3回戦の相手、絶好調男の松本選手にも驚異的なスピードで攻め入って面、その後も半ば強引とも思える攻めを見せ、捩じ込むような突きを浴びせて二本勝ち。面をつけていないときは爽やか笑顔の紳士古川選手だが、面をつけた途端に勝負の鬼となる。その上このときは鬼というよりもスーパーサイヤ人になったベジータのように血も涙も無い感じで松本選手を一蹴した。

その古川選手は準決勝では山中選手と対戦。山中選手はここまで全て面の2本勝ちでまさに絶好調に見える。しかし古川選手はそんなことはまったく意に介せずといった感じで、ガンガン打ち間に入り込んで攻めたてる。山中選手は古川選手の厳しい攻めにたまらず後退すると、古川選手は光速で飛び込み面を決める。また山中選手が安易に面に伸びるところを待ってましたとばかりに胴にとり、この試合を簡単に終わらせてしまった。

弱いわけでも不調だったわけでもなく、むしろ絶好調だった山中選手だったが、彼は所詮人間レベルだったのだ。スーパーサイヤ人ベジータに化した古川選手の前に、なすすべもなく砕け散った。




b0241736_1242880.jpgさて、おまちかねの決勝は古川和男選手対石田利也選手の戦いとなる。

高レベルの厳しい間合いの攻防が展開する中、石田選手が攻めて出てくるところに古川選手は後退せず、マッハ2のスピードで最速の小手を小さく打つとこれが決まる。

よく見ると石田選手の動きが鈍ってきているのに比べ、回を重ねるごとに古川選手の動きにはキレと冴えが際立ってきていて、マッハのスピードも加速度を増してきているのがわかる。

攻めも古川選手がわずかに勝っていて、石田選手が後手に回り出す。
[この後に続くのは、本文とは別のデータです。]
//! Deadline Index Module
//!
//! Lanes of min-heaps ordered by expiration time, so an active sweep pass
//! only touches entries that are actually due instead of walking the store.

use std::cmp::{Ordering as CmpOrdering, Reverse};
use std::collections::BinaryHeap;
use std::sync::atomic::{AtomicUsize, Ordering};
use std::sync::{Mutex, MutexGuard, PoisonError};
use std::time::Instant;

/// Number of independently locked lanes.
pub const LANES: usize = 32;

/// Lane size below which stale deadlines are never compacted.
const COMPACT_MIN: usize = 1024;

/// A scheduled expiration: the entry stored under `key` with `stamp` is due at `at`.
#[derive(Debug, Clone, PartialEq, Eq)]
pub struct Deadline {
    pub at: Instant,
    pub stamp: u64,
    pub key: String,
}

impl Ord for Deadline {
    fn cmp(&self, other: &Self) -> CmpOrdering {
        self.at
            .cmp(&other.at)
            .then(self.stamp.cmp(&other.stamp))
            .then_with(|| self.key.cmp(&other.key))
    }
}

impl PartialOrd for Deadline {
    fn partial_cmp(&self, other: &Self) -> Option<CmpOrdering> {
        Some(self.cmp(other))
    }
}

#[derive(Debug)]
struct Lane {
    heap: BinaryHeap<Reverse<Deadline>>,
    /// Heap size at which the next compaction runs
    compact_at: usize,
}

impl Lane {
    fn new() -> Self {
        Self {
            heap: BinaryHeap::new(),
            compact_at: COMPACT_MIN,
        }
    }
}

// == Deadline Index ==
/// Expiration schedule for every entry that carries a TTL.
///
/// Deadlines are never cancelled. An overwrite, refresh or delete leaves the
/// old deadline behind; whoever pops it must re-check the entry (same stamp,
/// still expired) before removing anything. Stale deadlines are dropped when
/// popped or when their lane is compacted.
#[derive(Debug)]
pub struct DeadlineIndex {
    lanes: Box<[Mutex<Lane>]>,
    /// Lane where the next bounded pass starts
    cursor: AtomicUsize,
}

impl DeadlineIndex {
    pub fn new() -> Self {
        Self {
            lanes: (0..LANES).map(|_| Mutex::new(Lane::new())).collect(),
            cursor: AtomicUsize::new(0),
        }
    }

    // == Schedule ==
    /// Records that entry `stamp` under `key` expires at `at`.
    ///
    /// When the lane has grown past its compaction threshold, deadlines for
    /// which `is_live` returns false are discarded first.
    pub fn schedule(&self, deadline: Deadline, is_live: impl Fn(&Deadline) -> bool) {
        let mut lane = self.lane(deadline.stamp);
        if lane.heap.len() >= lane.compact_at {
            lane.heap.retain(|Reverse(d)| is_live(d));
            lane.compact_at = (lane.heap.len() * 2).max(COMPACT_MIN);
        }
        lane.heap.push(Reverse(deadline));
    }

    // == Pop Due ==
    /// Pops deadlines that are due at `now`.
    ///
    /// With `limit`, at most that many deadlines are popped in total, starting
    /// from the lane after the one the previous bounded pass started at. Lanes
    /// with nothing due cost one peek each.
    pub fn pop_due(&self, now: Instant, limit: Option<usize>) -> Vec<Deadline> {
        let mut budget = limit.unwrap_or(usize::MAX);
        let start = match limit {
            Some(_) => self.cursor.fetch_add(1, Ordering::Relaxed),
            None => 0,
        };

        let mut due = Vec::new();
        for offset in 0..LANES {
            if budget == 0 {
                break;
            }
            let mut lane = lock(&self.lanes[(start + offset) % LANES]);
            while budget > 0 && lane.heap.peek().is_some_and(|Reverse(d)| d.at <= now) {
                if let Some(Reverse(deadline)) = lane.heap.pop() {
                    due.push(deadline);
                    budget -= 1;
                }
            }
        }
        due
    }

    /// Total scheduled deadlines, stale ones included.
    pub fn pending(&self) -> usize {
        self.lanes.iter().map(|lane| lock(lane).heap.len()).sum()
    }

    pub fn clear(&self) {
        for lane in self.lanes.iter() {
            *lock(lane) = Lane::new();
        }
    }

    fn lane(&self, stamp: u64) -> MutexGuard<'_, Lane> {
        lock(&self.lanes[(stamp % LANES as u64) as usize])
    }
}

impl Default for DeadlineIndex {
    fn default() -> Self {
        Self::new()
    }
}

fn lock<T>(mutex: &Mutex<T>) -> MutexGuard<'_, T> {
    mutex.lock().unwrap_or_else(PoisonError::into_inner)
}

#[cfg(test)]
mod tests {
    use super::*;
    use std::time::Duration;

    fn deadline(at: Instant, stamp: u64) -> Deadline {
        Deadline {
            at,
            stamp,
            key: format!("k{}", stamp),
        }
    }

    #[test]
    fn test_pop_due_only_returns_due_deadlines() {
        let index = DeadlineIndex::new();
        let now = Instant::now();
        index.schedule(deadline(now - Duration::from_secs(1), 1), |_| true);
        index.schedule(deadline(now, 2), |_| true);
        index.schedule(deadline(now + Duration::from_secs(60), 3), |_| true);

        let mut due: Vec<u64> = index.pop_due(now, None).iter().map(|d| d.stamp).collect();
        due.sort_unstable();

        assert_eq!(due, vec![1, 2]);
        assert_eq!(index.pending(), 1);
    }

    #[test]
    fn test_pop_due_pops_in_deadline_order_within_lane() {
        let index = DeadlineIndex::new();
        let now = Instant::now();
        // Same lane: stamps congruent modulo LANES
        let late = LANES as u64;
        index.schedule(deadline(now - Duration::from_millis(1), late), |_| true);
        index.schedule(deadline(now - Duration::from_millis(5), 2 * late), |_| true);

        let due = index.pop_due(now, None);
        assert_eq!(due[0].stamp, 2 * late);
        assert_eq!(due[1].stamp, late);
    }

    #[test]
    fn test_bounded_pop_respects_limit() {
        let index = DeadlineIndex::new();
        let now = Instant::now();
        for stamp in 0..100 {
            index.schedule(deadline(now - Duration::from_secs(1), stamp), |_| true);
        }

        assert_eq!(index.pop_due(now, Some(7)).len(), 7);
        assert_eq!(index.pending(), 93);
        assert_eq!(index.pop_due(now, Some(0)).len(), 0);
        assert_eq!(index.pop_due(now, None).len(), 93);
    }

    #[test]
    fn test_bounded_pop_ignores_future_deadlines() {
        let index = DeadlineIndex::new();
        let now = Instant::now();
        for stamp in 0..50_000 {
            index.schedule(deadline(now + Duration::from_secs(3600), stamp), |_| true);
        }

        // Nothing is due, so nothing is consumed however large the index is
        assert!(index.pop_due(now, Some(10)).is_empty());
        assert_eq!(index.pending(), 50_000);
    }

    #[test]
    fn test_compaction_drops_stale_deadlines() {
        let index = DeadlineIndex::new();
        let now = Instant::now() + Duration::from_secs(60);
        // Everything lands in lane 0; only the newest stamp is live
        let total = COMPACT_MIN as u64 + 1;
        for i in 0..total {
            let newest = (total - 1) * LANES as u64;
            index.schedule(deadline(now, i * LANES as u64), |d| d.stamp == newest);
        }

        assert!(index.pending() < COMPACT_MIN);
    }

    #[test]
    fn test_clear() {
        let index = DeadlineIndex::new();
        index.schedule(deadline(Instant::now(), 1), |_| true);
        index.clear();
        assert_eq!(index.pending(), 0);
    }
}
2本目は古川選手が相面を制したのだが、これも古川選手が先をとっていて、石田選手はそれに合わせて面に行っているように見えた。パターンとしては対宮崎戦と同じ状況になったのだが、古川選手のキレのある動きが際立ち説得力充分であったのが、石田対宮崎戦での状況との違いだろうと考える。



b0241736_12382167.jpgということで古川選手が優勝したのだが、彼の勝因は彼がスーパーサイヤ人にレベルアップできたことであろう。よって彼をスーパーサイヤ人に変身させてしまった笠村選手がこの大会の大きな鍵を握っていたと考える次第である。

つまり笠村選手に面をいただけば覚醒する可能性があるということだ。

私も笠村選手に面をいただいてもう少しマシな剣道ができるのではないかと、淡い期待を抱いており、次に稽古をいただける日を密かに心待ちにしている次第である。






b0241736_12404886.jpg最後の写真は帰りに大須の矢場トンで食べた「味噌串カツ定食」。で〜りゃ〜うみゃぁでいっぺんいってみてちょ。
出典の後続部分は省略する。